I am so pleased you find my experiences useful.

As you run the chain run out on the ground to measure it spray some links with 
white paint.  Spray about a foot of chain for each mark.  I often anchor in 
water barely deep enough to float me, which as you know is eight feet so sixty 
feet would be about 6:1 scope (of chain actually in the water) which with 
all-chain is usually safe, so I put the first white mark there.   120 feet has 
two one-foot paint marks about a foot apart for when the weather is "iffy", and 
so fourth.  Perhaps you could do this marking as you draw the chain out of the 
boat, say take out 50 feet, then spray the chain while the 50 foot mark is 
hanging from the bow, then when it is dry, proceed with the next one.    Put a 
placard somewhere describing your marking intervals and the total length and 
the jettisoning procedure for the chain where guests can see it.

When you stow it, I would spray it with LPS=3.  It doesn't work for me but I 
have almost constant anchor use.  But for occasional use by a weekender it 
might help preserve the chain a bit, (and help it slide down the deck pipe).

I have attached the end of my chain rode to the boat using a short length of 
rope through the steel part of the anchor locker itself which is stoutly bolted 
to the collision bulkhead.  The chain is contained in the bottom part of my 
fore peak by a galvanized steel cage with useful removable strips of 1x3 wood 
slats providing access.  If the boat rolls over the chain will stay corralled.

The short rope has an eye and thimble in each end which two eyes are connected 
to the end of the chain with a galvanized thimble.  The clevis pin is well 
greased and finger tight.  It can be removed easily with the fingers to release 
the chain if one must "slip the cable" and beat a hasty retreat from a anchor.  
Buoy the anchor rode before you unship it with a big fender.  if the clevis 
jams you can cut the line with a knife.

Under extreme conditions 200 or 300 feet of rode can drag if you are unlucky.  
Afternoon thunderstorms can make winds over 60 kts.  I experienced a 83mph 
microburst in St Augustine that did a lot of damage.  

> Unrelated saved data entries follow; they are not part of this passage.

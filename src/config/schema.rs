/// Configuration schema and defaults for primedash.
///
/// Defines the TOML-serializable configuration structure with the
/// `[backend]`, `[feedback]`, `[ui]` and `[logging]` sections.
///
/// Every field has a sensible built-in default. Users only need to set the
/// values they want to override.
use std::time::Duration;

use serde::{Deserialize, Serialize};

// ---------------------------------------------------------------------------
// Top-level config
// ---------------------------------------------------------------------------

/// Top-level primedash configuration.
///
/// Maps directly to the `~/.primedash/config.toml` and `.primedash.toml`
/// file schemas. All sections and fields are optional.
#[derive(Debug, Clone, Default, Serialize, Deserialize)]
#[serde(default)]
pub struct DashConfig {
    pub backend: BackendConfig,
    pub feedback: FeedbackConfig,
    pub ui: UiConfig,
    pub logging: LoggingConfig,
}

// ---------------------------------------------------------------------------
// [backend]
// ---------------------------------------------------------------------------

/// Which stats endpoint the stats panel reads.
#[derive(Debug, Clone, Copy, Default, PartialEq, Eq, Serialize, Deserialize)]
#[serde(rename_all = "kebab-case")]
pub enum StatsEndpoint {
    /// `GET /api/dashboard/stats`, authenticated with the session header.
    #[default]
    Dashboard,
    /// `GET /api/stats`, unauthenticated.
    Public,
}

impl std::fmt::Display for StatsEndpoint {
    fn fmt(&self, f: &mut std::fmt::Formatter<'_>) -> std::fmt::Result {
        match self {
            Self::Dashboard => write!(f, "dashboard"),
            Self::Public => write!(f, "public"),
        }
    }
}

/// How the session token travels on a request.
#[derive(Debug, Clone, Copy, Default, PartialEq, Eq, Serialize, Deserialize)]
#[serde(rename_all = "kebab-case")]
pub enum TokenTransport {
    /// `X-Session-Token` request header.
    #[default]
    Header,
    /// `?token=` query parameter.
    Query,
}

impl std::fmt::Display for TokenTransport {
    fn fmt(&self, f: &mut std::fmt::Formatter<'_>) -> std::fmt::Result {
        match self {
            Self::Header => write!(f, "header"),
            Self::Query => write!(f, "query"),
        }
    }
}

/// Backend connection settings.
#[derive(Debug, Clone, Serialize, Deserialize)]
#[serde(default)]
pub struct BackendConfig {
    /// Dashboard backend base URL (no trailing slash needed).
    pub base_url: String,
    /// Per-request timeout in milliseconds.
    pub timeout_ms: u64,
    /// Stats endpoint flavour: `dashboard` or `public`.
    pub stats_endpoint: StatsEndpoint,
    /// Token transport for `POST /trigger`. The backend reads the `token`
    /// query parameter there, so `query` is the default.
    pub trigger_token_transport: TokenTransport,
}

impl Default for BackendConfig {
    fn default() -> Self {
        Self {
            base_url: "http://localhost:8000".to_string(),
            timeout_ms: 10_000,
            stats_endpoint: StatsEndpoint::default(),
            trigger_token_transport: TokenTransport::Query,
        }
    }
}

impl BackendConfig {
    pub fn timeout(&self) -> Duration {
        Duration::from_millis(self.timeout_ms)
    }
}

// ---------------------------------------------------------------------------
// [feedback]
// ---------------------------------------------------------------------------

/// Delays before a feedback button returns to idle (milliseconds).
#[derive(Debug, Clone, Serialize, Deserialize)]
#[serde(default)]
pub struct FeedbackConfig {
    pub trigger_reset_ms: u64,
    pub save_reset_ms: u64,
    pub plan_error_reset_ms: u64,
    pub execute_success_reset_ms: u64,
    pub execute_error_reset_ms: u64,
}

impl Default for FeedbackConfig {
    fn default() -> Self {
        Self {
            trigger_reset_ms: 2000,
            save_reset_ms: 2000,
            plan_error_reset_ms: 3000,
            execute_success_reset_ms: 4000,
            execute_error_reset_ms: 3000,
        }
    }
}

// ---------------------------------------------------------------------------
// [ui]
// ---------------------------------------------------------------------------

/// Layout preset. Mirrors the two page layouts the dashboard shipped with.
#[derive(Debug, Clone, Copy, Default, PartialEq, Eq, Serialize, Deserialize)]
#[serde(rename_all = "kebab-case")]
pub enum Layout {
    /// Console layout: placeholder avatar, back-to-top after 200px.
    #[default]
    Console,
    /// Classic layout: initial-letter avatar, back-to-top after 300px.
    Classic,
}

impl std::fmt::Display for Layout {
    fn fmt(&self, f: &mut std::fmt::Formatter<'_>) -> std::fmt::Result {
        match self {
            Self::Console => write!(f, "console"),
            Self::Classic => write!(f, "classic"),
        }
    }
}

/// What to show when the user has no avatar hash.
#[derive(Debug, Clone, Copy, Default, PartialEq, Eq, Serialize, Deserialize)]
#[serde(rename_all = "kebab-case")]
pub enum AvatarFallback {
    /// The chat platform's default avatar image.
    #[default]
    Placeholder,
    /// The first letter of the user name.
    Initial,
}

/// Terminal view settings.
#[derive(Debug, Clone, Serialize, Deserialize)]
#[serde(default)]
pub struct UiConfig {
    /// Layout preset. Applied after all layers are merged.
    pub layout: Layout,
    pub avatar_fallback: AvatarFallback,
    /// Scroll offset (px) above which the back-to-top control shows.
    pub back_to_top_threshold: u32,
    /// Show the decorative activity feed in `primedash live`.
    pub activity_feed: bool,
    /// `chrono` format string for the clock.
    pub clock_format: String,
}

impl Default for UiConfig {
    fn default() -> Self {
        Self {
            layout: Layout::default(),
            avatar_fallback: AvatarFallback::Placeholder,
            back_to_top_threshold: 200,
            activity_feed: true,
            clock_format: "%H:%M:%S".to_string(),
        }
    }
}

// ---------------------------------------------------------------------------
// [logging]
// ---------------------------------------------------------------------------

/// Event log settings.
#[derive(Debug, Clone, Serialize, Deserialize)]
#[serde(default)]
pub struct LoggingConfig {
    /// Append one JSONL event per backend call to `~/.primedash/events.jsonl`.
    pub enabled: bool,
    /// Echo debug lines (swallowed failures, stale responses) to stderr.
    pub debug: bool,
}

impl Default for LoggingConfig {
    fn default() -> Self {
        Self {
            enabled: true,
            debug: false,
        }
    }
}

// ---------------------------------------------------------------------------
// Layout application
// ---------------------------------------------------------------------------

impl DashConfig {
    /// Apply the layout preset's overrides.
    pub fn apply_layout(&mut self) {
        match self.ui.layout {
            Layout::Console => {}
            Layout::Classic => {
                self.ui.avatar_fallback = AvatarFallback::Initial;
                self.ui.back_to_top_threshold = 300;
            }
        }
    }
}

// ---------------------------------------------------------------------------
// Default TOML content
// ---------------------------------------------------------------------------

impl DashConfig {
    /// Generate the annotated default TOML config file content.
    ///
    /// Used by `primedash config init`.
    pub fn default_toml() -> String {
        r#"# primedash Configuration
#
# Configuration hierarchy (highest precedence wins):
#   1. Environment variables (PRIMEDASH_*)
#   2. Project config (.primedash.toml in current directory)
#   3. User global config (~/.primedash/config.toml)
#   4. Built-in defaults

[backend]
base_url = "http://localhost:8000"
timeout_ms = 10000
stats_endpoint = "dashboard"          # dashboard | public
trigger_token_transport = "query"     # query | header

[feedback]
trigger_reset_ms = 2000
save_reset_ms = 2000
plan_error_reset_ms = 3000
execute_success_reset_ms = 4000
execute_error_reset_ms = 3000

[ui]
layout = "console"                    # console | classic (classic overrides the two below)
avatar_fallback = "placeholder"       # placeholder | initial
back_to_top_threshold = 200
activity_feed = true
clock_format = "%H:%M:%S"

[logging]
enabled = true                        # ~/.primedash/events.jsonl
debug = false
"#
        .to_string()
    }
}

// ---------------------------------------------------------------------------
// Tests
// ---------------------------------------------------------------------------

But we are on the boat most of the time when we are traveling to let out more 
rode, fend off, or start the engine to ease the strain on the anchor.  We've 
been mostly lucky. 

I have never used foot switches.  I am afraid of inadvertently stepping on a 
deck switch and moving the windlass when I don't want it to move.  They also 
nail your foot to the switch and you are stuck in one place while you run the 
motor.  I use a home-made pendant switch with a booted toggle switch on it and 
some SO cord to the relays.   I do have to use a hand to operate it but my 
hands should generally be out of the way of the machinery when the motor is 
hauling.   The advantage of mobility more than makes up for it.

A wash down pump is a must.  The chain and anchor almost always comes up with 
gobs of black, sticky mud everywhere.  A good seawater washdown pump is worth 
its weight in gold.  Ask any windlass wench.

Good lighting at night a big plus.  Dimable spotlights on the pulpit shining on 
the fore deck would be heaven.  And a no-hands comm to the bridge, perhaps as 
simple as a BlueTooth cell phone ear piece.   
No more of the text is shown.